In nahezu jeder größeren Tarifauseinandersetzung wiederholt
sich das selbe Spiel: Mit großer Medienpräsenz wird scheinbar objektiv über die
Warnstreiks der Gewerkschaften berichtet – jedoch niemals ohne die „armen
Unbeteiligten“ die hierunter „zu leiden haben“, oder die doch so völlig
überzogenen Forderungen der Streikenden, zumindest beiläufig zu betonen. Egal,
ob es um die Tarifauseinandersetzungen am UK-SH, in der Metall-Tarifrunde, die
Streiks der Bahnbeschäftigten, jetzt um die Streiks im Öffentlichen
Personennahverkehr (ÖPNV) oder um sonstige Streiks geht, immer werden die
Interessen der streikenden Kolleginnen und Kollegen wie Einzelinteressen einer
kleinen Minderheit dargestellt.
"Was soll denn auch bloß dieses ewige Fordern? Gewerkschaften
sind doch etwas von Vorgestern, in denen korrupte Funktionäre ja ohnehin nur
auf ihren Vorteil bedacht agieren. Wie gut, dass diese Urzeitungetüme unter
großen Mitgliederverlusten zu leiden haben, denn heutzutage leben wir ja
schließlich in einer globalen Welt und wer Leistung erbringen will, der wird
seinen Weg schon machen."
Dies sind die Mantras der herrschenden Meinungsmaschinerie.
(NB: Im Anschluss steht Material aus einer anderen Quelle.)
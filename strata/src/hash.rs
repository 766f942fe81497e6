/// FNV-1a digest of `parts` in order, never zero.
///
/// Used wherever every rank must derive the same identifier without
/// messaging: communicator ids after a split and node-name digests in the
/// locality exchange. Zero is reserved for the root communicator.
pub(crate) fn fnv1a<I, S>(parts: I) -> u64
where
    I: IntoIterator<Item = S>,
    S: AsRef<[u8]>,
{
    let mut h: u64 = 0xcbf29ce484222325; // FNV-1a offset basis
    for part in parts {
        for &b in part.as_ref() {
            h ^= b as u64;
            h = h.wrapping_mul(0x100000001b3);
        }
    }
    if h == 0 { 1 } else { h }
}
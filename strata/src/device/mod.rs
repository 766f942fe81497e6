mod adapter;
mod buffer;
mod cpu;

pub use adapter::DeviceAdapter;
pub(crate) use buffer::DeviceBuf;
pub use cpu::CpuAdapter;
Mal lauter, mal mehr oder weniger deutlich zwischen den Zeilen.
Gerade in Situationen, wo ein Mensch wirklich auf einen Bus
angewiesen ist, um zu seiner Arbeit zu kommen, einen Arzt-Termin wahrzunehmen
oder eine wichtige Verabredung einhalten zu können, und dieser Bus dann nicht
kommt weil gestreikt wird, gerade in diesen Situationen empfinden viele diese
Argumentation als gar nicht so verkehrt. Eigentlich geht es den Streikenden
doch auch gar nicht so schlecht. Und überhaupt: Die sollen doch froh sein, dass
sie überhaupt Arbeit haben. Es gibt schließlich genug, die gerne…
Was wie zufällige und scheinbar objektive Berichterstattung
daherkommt hat nämlich System: Es soll die Entsolidarisierung der Menschen
verstärken, damit kein einheitlicher Widerstand gegen die Herrschaft des Kapitals
entstehen kann. In einer den Wirtschaftsinteressen unterworfenen globalisierten
Welt, in der die Herrschenden sogar in den vermeintlich „reichen
Industrienationen“ existierende Beschäftigungssicherung und jahrhunderte lang
erkämpfte soziale Standards seit geraumer Zeit erfolgreich abschaffen. Hier, wo
die prekäre Arbeit – die Arbeit von der man nicht mehr leben kann – immer
weiter um sich greift, wo sichere Arbeitsplätze in Beschäftigungsgesellschaften
ausgegliedert werden und durch Leiharbeiter oder Werkvertragsarbeiter
ausgehöhlt wird, hier im Niedriglohnparadies, hier wäre nichts so schlimm wie
Menschen, die begreifen, dass die Situation anderer Beschäftigter genauso
erkämpft und verteidigt werden muss wie die eigene Situation!
Gewiss, es gibt korrupte Gewerkschaftsfunktionäre und die
angepasste Arbeit mancher Gewerkschaftsführung ist eher vorauseilend hilfreich
auf dem Weg des Kapitals – aber dennoch gibt es keine wirksamere Macht in der
Verteidigung von Arbeitnehmerrechten und in der Erkämpfung sozialer Standards als
die solidarische Organisation der arbeitenden Menschen!
Nur Viele gemeinsam können existierende Rechte und Standards
erhalten – etwas verbessern – etwas erkämpfen!
Nur wenn alle Menschen die ihren Lebensunterhalt erarbeiten
müssen – egal ob sie dies durch ihren Job können, oder durch Niedriglöhne oder
Arbeitslosigkeit nur mehr schlecht als recht tun – begreifen das ihre
Interessen miteinander verbunden sind und zusammenhalten – nur dann wird sich
wirklich etwas in diesem Land verbessern.
Ein Werbe-Spot einer Bank lautete vor einigen Jahren:
„Tradition ist nicht das bewahren der Asche, sondern die Weitergabe des Feuers“.
Das ist richtig: Eine der besten Traditionen arbeitender Menschen war und ist
die Solidarität!
Die Solidarität mit unterdrückten Menschen überall auf der
Welt und die Solidarität mit den Kolleginnen und Kollegen die für Ihre Sache
streiken! Üben wir also Solidarität – in Lübeck oder anderswo: Denn wer im
Stich lässt seinesgleichen, der lässt ja nur sich selbst im Stich!